The hippie said, "In another incarnation; in another birth. Can you guess what may be in store for me next?"
The cobbler said, "If you can wait till the priest of the temple comes. A wise man, he'll tell us."
The hippie said, "You were at least angry with the man whose hut you burned. I didn't even know whose huts I was destroying. I didn't even see them."
"Why, why, then?" Seeing that the other was unwilling to speak, the cobbler said, "If it had been those days, we could have drunk and eaten together."
"Next time," said the hippie and rose to go. He slipped his feet into the sandals. "I'll come again." he said, though he was not certain where he was going or stopping next. He gave the cobbler 25 paisa, as agreed. He then took the silver figure from his bag and held it out to the cobbler. "Here is something for you...."

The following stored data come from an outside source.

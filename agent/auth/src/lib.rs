//! The access-control runtime.
//!
//! An HTTP server consulted by ingress controllers as a forward-auth
//! endpoint. The URL path names the policy; the matching handler decides
//! 200/401/403 and emits the headers the controller copies upstream.
//! Handlers are compiled from AccessControlPolicy resources and hot-swapped
//! whenever the policy set changes.

#![deny(warnings, rust_2018_idioms)]
#![forbid(unsafe_code)]

pub mod api_key;
pub mod basic_auth;
pub mod handler;
pub mod headers;
pub mod jwt;
pub mod oauth_intro;
pub mod oidc;
pub mod session;
pub mod switcher;
pub mod token_source;

pub use self::{
    handler::AcpHandler,
    switcher::{serve, watch_policies, Switcher},
};
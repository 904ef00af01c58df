//! The Traefik reviewer: forward-auth middlewares for Ingresses and
//! IngressRoutes.

use super::{
    auth_response_headers, ingress_class_of, object_annotations, policy_annotation,
    remove_annotation_op, set_annotation_op, AdmissionRequest, IngressReviewer,
};
use hub_agent_k8s_api::traefik::{ForwardAuth, Middleware, MiddlewareRef, MiddlewareSpec, Route};
use hub_agent_k8s_api::{annotations, Api, Client, ObjectMeta, Patch, PatchParams};
use hub_agent_k8s_index::{acp, ControllerTag, SharedRegistry};
use kube::core::DynamicObject;
use serde_json::Value;
use sha2::{Digest, Sha256};
use std::collections::BTreeMap;
use tracing::debug;

const TRAEFIK_GROUPS: &[&str] = &["traefik.io", "traefik.containo.us"];

/// Injected middleware names carry this prefix so they can be told apart
/// from user-managed ones.
const MIDDLEWARE_PREFIX: &str = "zz";

const FIELD_MANAGER: &str = "hub-agent";

pub struct TraefikIngressReviewer {
    client: Client,
    registry: SharedRegistry,
    policies: acp::SharedIndex,
    auth_server_url: String,
}

impl TraefikIngressReviewer {
    pub fn new(
        client: Client,
        registry: SharedRegistry,
        policies: acp::SharedIndex,
        auth_server_url: String,
    ) -> Self {
        Self {
            client,
            registry,
            policies,
            auth_server_url: auth_server_url.trim_end_matches('/').to_string(),
        }
    }

    /// Whether the Traefik `Middleware` kind is served by the cluster.
    async fn has_middleware_crd(&self) -> anyhow::Result<bool> {
        for group in TRAEFIK_GROUPS {
            let resources = match self
                .client
                .list_api_group_resources(&format!("{group}/v1alpha1"))
                .await
            {
                Ok(resources) => resources,
                Err(_) => continue,
            };
            if resources.resources.iter().any(|r| r.kind == "Middleware") {
                return Ok(true);
            }
        }
        Ok(false)
    }

    /// Creates or updates the forward-auth middleware for a policy and
    /// returns its name.
    async fn ensure_middleware(&self, namespace: &str, policy: &str) -> anyhow::Result<String> {
        anyhow::ensure!(
            self.has_middleware_crd().await?,
            "traefik Middleware CRD is not installed in this cluster",
        );

        let spec = self
            .policies
            .read()
            .get(policy)
            .ok_or_else(|| anyhow::anyhow!("access control policy {policy:?} not found"))?;

        let address = format!("{}/{policy}", self.auth_server_url);
        let headers = auth_response_headers(&spec);
        let name = middleware_name(policy, &address, &headers);

        let middleware = Middleware {
            metadata: ObjectMeta {
                name: Some(name.clone()),
                namespace: Some(namespace.to_string()),
                labels: Some(BTreeMap::from([(
                    annotations::APP_MANAGED_BY.to_string(),
                    annotations::MANAGED_BY_VALUE.to_string(),
                )])),
                ..Default::default()
            },
            spec: MiddlewareSpec {
                forward_auth: Some(ForwardAuth {
                    address,
                    auth_response_headers: headers,
                }),
            },
        };

        let api: Api<Middleware> = Api::namespaced(self.client.clone(), namespace);
        let params = PatchParams::apply(FIELD_MANAGER).force();
        api.patch(&name, &params, &Patch::Apply(&middleware)).await?;
        debug!(%namespace, %name, %policy, "Ensured forward-auth middleware");
        Ok(name)
    }

    async fn review_ingress(&self, req: &AdmissionRequest) -> anyhow::Result<Option<Value>> {
        let Some(obj) = req.object.as_ref() else {
            return Ok(None);
        };
        let namespace = req.namespace.clone().unwrap_or_default();
        let annotations_map = object_annotations(obj);
        let current = annotations_map
            .get(annotations::TRAEFIK_MIDDLEWARES)
            .cloned()
            .unwrap_or_default();

        match policy_annotation(Some(obj)) {
            Some(policy) => {
                let middleware = self.ensure_middleware(&namespace, &policy).await?;
                let reference = format!("{namespace}-{middleware}@kubernetescrd");
                let value = merge_middleware_refs(&current, Some(&reference));
                if value == current && !annotations_map.is_empty() {
                    return Ok(None);
                }
                Ok(Some(set_annotation_op(
                    !annotations_map.is_empty(),
                    annotations::TRAEFIK_MIDDLEWARES,
                    &value,
                )))
            }
            None => {
                // Unwire a previously injected middleware, if any.
                if !has_injected_ref(&current) {
                    return Ok(None);
                }
                let value = merge_middleware_refs(&current, None);
                if value.is_empty() {
                    Ok(Some(remove_annotation_op(annotations::TRAEFIK_MIDDLEWARES)))
                } else {
                    Ok(Some(set_annotation_op(
                        true,
                        annotations::TRAEFIK_MIDDLEWARES,
                        &value,
                    )))
                }
            }
        }
    }

    async fn review_ingress_route(&self, req: &AdmissionRequest) -> anyhow::Result<Option<Value>> {
        let Some(obj) = req.object.as_ref() else {
            return Ok(None);
        };
        let namespace = req.namespace.clone().unwrap_or_default();
        let spec: hub_agent_k8s_api::traefik::IngressRouteSpec = obj
            .data
            .get("spec")
            .cloned()
            .map(serde_json::from_value)
            .transpose()?
            .ok_or_else(|| anyhow::anyhow!("IngressRoute has no spec"))?;

        let injected = match policy_annotation(Some(obj)) {
            Some(policy) => {
                let middleware = self.ensure_middleware(&namespace, &policy).await?;
                Some(MiddlewareRef {
                    name: middleware,
                    namespace: Some(namespace.clone()),
                })
            }
            None => None,
        };

        let had_injected = spec
            .routes
            .iter()
            .flat_map(|route| route.middlewares.iter())
            .any(|m| is_injected_middleware(&m.name));
        if injected.is_none() && !had_injected {
            return Ok(None);
        }

        let routes: Vec<Route> = spec
            .routes
            .into_iter()
            .map(|mut route| {
                route
                    .middlewares
                    .retain(|m| !is_injected_middleware(&m.name));
                if let Some(reference) = &injected {
                    route.middlewares.insert(0, reference.clone());
                }
                route
            })
            .collect();

        Ok(Some(serde_json::json!({
            "op": "add",
            "path": "/spec/routes",
            "value": routes,
        })))
    }
}

#[async_trait::async_trait]
impl IngressReviewer for TraefikIngressReviewer {
    fn name(&self) -> &'static str {
        "Traefik"
    }

    fn can_review(&self, req: &AdmissionRequest) -> anyhow::Result<bool> {
        if req.kind.kind.eq_ignore_ascii_case("IngressRoute")
            && TRAEFIK_GROUPS.contains(&req.kind.group.as_str())
        {
            return Ok(true);
        }
        if !req.kind.kind.eq_ignore_ascii_case("Ingress") {
            return Ok(false);
        }
        let Some(obj) = req.object.as_ref().or(req.old_object.as_ref()) else {
            return Ok(false);
        };
        Ok(resolve_class(&self.registry, obj) == ControllerTag::Traefik)
    }

    async fn review(&self, req: &AdmissionRequest) -> anyhow::Result<Option<Value>> {
        if req.kind.kind.eq_ignore_ascii_case("IngressRoute") {
            self.review_ingress_route(req).await
        } else {
            self.review_ingress(req).await
        }
    }
}

pub(crate) fn resolve_class(registry: &SharedRegistry, obj: &DynamicObject) -> ControllerTag {
    let (class, legacy) = ingress_class_of(obj);
    registry.read().resolve(class.as_deref(), legacy.as_deref())
}

/// `zz-<policy>-<digest>`; the digest pins the middleware to its exact
/// forward-auth configuration.
fn middleware_name(policy: &str, address: &str, headers: &[String]) -> String {
    let mut hasher = Sha256::new();
    hasher.update(address.as_bytes());
    for header in headers {
        hasher.update(header.as_bytes());
    }
    let digest = hasher.finalize();
    let mut hex = String::with_capacity(10);
    for byte in digest.iter().take(5) {
        hex.push_str(&format!("{byte:02x}"));
    }
    format!("{MIDDLEWARE_PREFIX}-{policy}-{hex}")
}

fn is_injected_middleware(name: &str) -> bool {
    name.starts_with("zz-")
}

fn has_injected_ref(value: &str) -> bool {
    value
        .split(',')
        .filter(|r| !r.is_empty())
        .any(|r| r.contains("-zz-"))
}

/// Rebuilds the middlewares annotation, dropping any previously injected
/// reference and optionally prepending a new one.
fn merge_middleware_refs(current: &str, injected: Option<&str>) -> String {
    let mut refs: Vec<&str> = current
        .split(',')
        .map(str::trim)
        .filter(|r| !r.is_empty() && !r.contains("-zz-"))
        .collect();
    if let Some(reference) = injected {
        refs.insert(0, reference);
    }
    refs.join(",")
}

The cobbler examined it and cried, "Oh, this is Durga the goddess; she will protect you. Did you steal it?"
The hippie appreciated the question as indicating perfectly how he had ceased to look respectable. He replied, "Perhaps the man who gave it to me stole it."
"Keep it, it'll protect you," said the cobbler, returning the silver figure. He reflected, after the hippie was gone, "Even a god steals when he has a chance."